Perhaps oddly, that bar was an important part of my life growing up. When we were very little, Mom and Dad would take Bec and I with them to the bar. (Jen and Dave weren’t yet the gleam in the eye that you hear about.) That might sound funny, but I assure you there was nothing odd about it whatsoever. We played with other kids that were there (mostly our cousins!). The bar was a family-friendly place. They had a popcorn
machine. You put a dime in the machine and out came popcorn into a little paper holder much like a coffee filter. I remember that we would eat the popcorn and then place the paper containers on our heads to wear as hats. Funny. It doesn’t sound like that much fun now.
The Ski Lounge also had a shuffleboard table. Bec and I learned to play shuffleboard at that very table. Now we go to Las Vegas and play high-stakes shuffleboard. Well, that last part’s not true, but we did love us some shuffleboard. I think Dad would even play with us once in a while. I can’t remember if I was any good. Probably not.
Because it was a family-friendly environment (or at least it was when I was young), they offered a variety of pop for our enjoyment. On Saturdays when we would eat our noon dinner at Grammie’s and Grampa’s, Grammie would give each of us kids a couple of quarters to go next door to the Ski Lounge and buy ourselves an orange Nehi. I’m pretty darn sure you wouldn’t find an orange Nehi at a bar today. And the Ski Lounge wasn’t even a restaurant, just a neighborhood bar.

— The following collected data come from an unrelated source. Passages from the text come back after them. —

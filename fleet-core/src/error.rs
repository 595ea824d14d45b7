use thiserror::Error;

/// Errors raised below the HTTP boundary: store, registry, scheduler,
/// monitor, and transfer failures. `fleet-master` maps these onto HTTP
/// status codes at its own `AppError` boundary (spec.md §7).
#[derive(Error, Debug)]
pub enum Error {
    #[error("database error: {0}")]
    Database(#[from] sqlx::Error),

    #[error("io error: {0}")]
    Io(#[from] std::io::Error),

    #[error("file not found: {0}")]
    NotFound(i64),

    #[error("worker not found: {0}")]
    UnknownWorker(String),

    #[error("protocol violation: {0}")]
    Protocol(String),

    #[error("conflict: {0}")]
    Conflict(String),

    #[error("internal error: {0}")]
    Internal(String),
}

pub type Result<T> = std::result::Result<T, Error>;
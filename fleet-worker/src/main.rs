mod client;
mod config;
mod policies;
mod transcode;
mod worker;

use std::sync::Arc;

use anyhow::{Context, Result};
use clap::Parser;
use tracing_subscriber::EnvFilter;

use crate::config::Args;
use crate::transcode::FfmpegRunner;
use crate::worker::Worker;

#[tokio::main]
async fn main() -> Result<()> {
    dotenvy::dotenv().ok();
    tracing_subscriber::fmt().with_env_filter(EnvFilter::from_default_env()).init();

    let args = Args::parse();
    let runner = Arc::new(FfmpegRunner { ffmpeg_path: args.ffmpeg_path.clone() });
    let worker = Worker::bootstrap(args, runner).await.context("bootstrapping worker")?;

    tracing::info!(worker_id = %worker.worker_id(), "starting job loop");
    worker.run_forever().await
}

I’ve been thinking about bars lately because I’m reading a book (which I will review tomorrow) where bartending is the central theme. The bar in the book is a neighborhood bar that sounds much like the one I have been describing. You know, with neon signs advertising the most popular brews. (In the case of the Ski Lounge, it was Pabst Blue Ribbon, Hamms, Falstaff, Schlitz, maybe Budweiser. No Coors in those days.)
I can even recall the way the neighborhood bars smell when you walk in. The strong smell of stale beer. Sounds yucky, but it definitely wasn’t. And no matter what time it was, there was always someone sitting at the bar, right next to the big jar of pickled eggs. Probably not someone we were allowed to talk to.
I sound so nostalgic, don’t I? About a bar? I don’t guess it’s really the bar that makes me feel nostalgic, but more about the simpleness of life back then. I don’t know what the equivalent today would be for such a family outing and resulting memory. Certainly not a bar. For one thing, I’m not sure there are more than a handful of actual bars left; instead, mostly there are bars combined with restaurants. The ones that remain are probably mostly the kind that you wouldn’t want to let your kids wander into, because likely you wouldn’t even go into such a place.
I will tell you something funny, however. To this day, I like to sit at a bar and watch a good bartender work. And I don’t just mean pouring the drinks. I also mean handling the people at the bar including engaging in interesting conversation. A good bartender doesn’t really talk much – mostly listens – but makes the person with whom he or she is engaged feel like they are talking to a best friend. I could watch a good bartender all day. Especially if they pour me an especially good martini.
One last random thought about a bar. Sometime within the last couple of years, Bill and I went back to Columbus for one of my high school reunions. We ate dinner one night at the restaurant at which my family celebrated every birthday or other special occasion, a restaurant that my mom and dad went to every Saturday night of their life in Columbus. It was called, not surprisingly, Husker House.
Husker House has a bar, and it will not surprise you to learn that the bar itself is of dark wood and there are just a couple of small windows, making the atmosphere pretty dark itself. Because we were early for our reservations, we sat down in the bar area, which was pretty full of regulars. There were two bartenders, a young man and a fairly old woman – seriously, probably in her 70s. I tentatively ordered a martini from a cocktail server, keeping my fingers crossed that the young man would make the drink. No such luck. The order was given to the woman.
“I’m not hopeful about this martini,” I said to my husband.
I got the martini – Tanqueray, up with an olive – and the glass was ice cold. I took a tentative sip, and to my surprise, tasted one of the best martinis ever made by someone other than me. So much for stereotypes. She’s probably made several thousand martinis in her lifetime.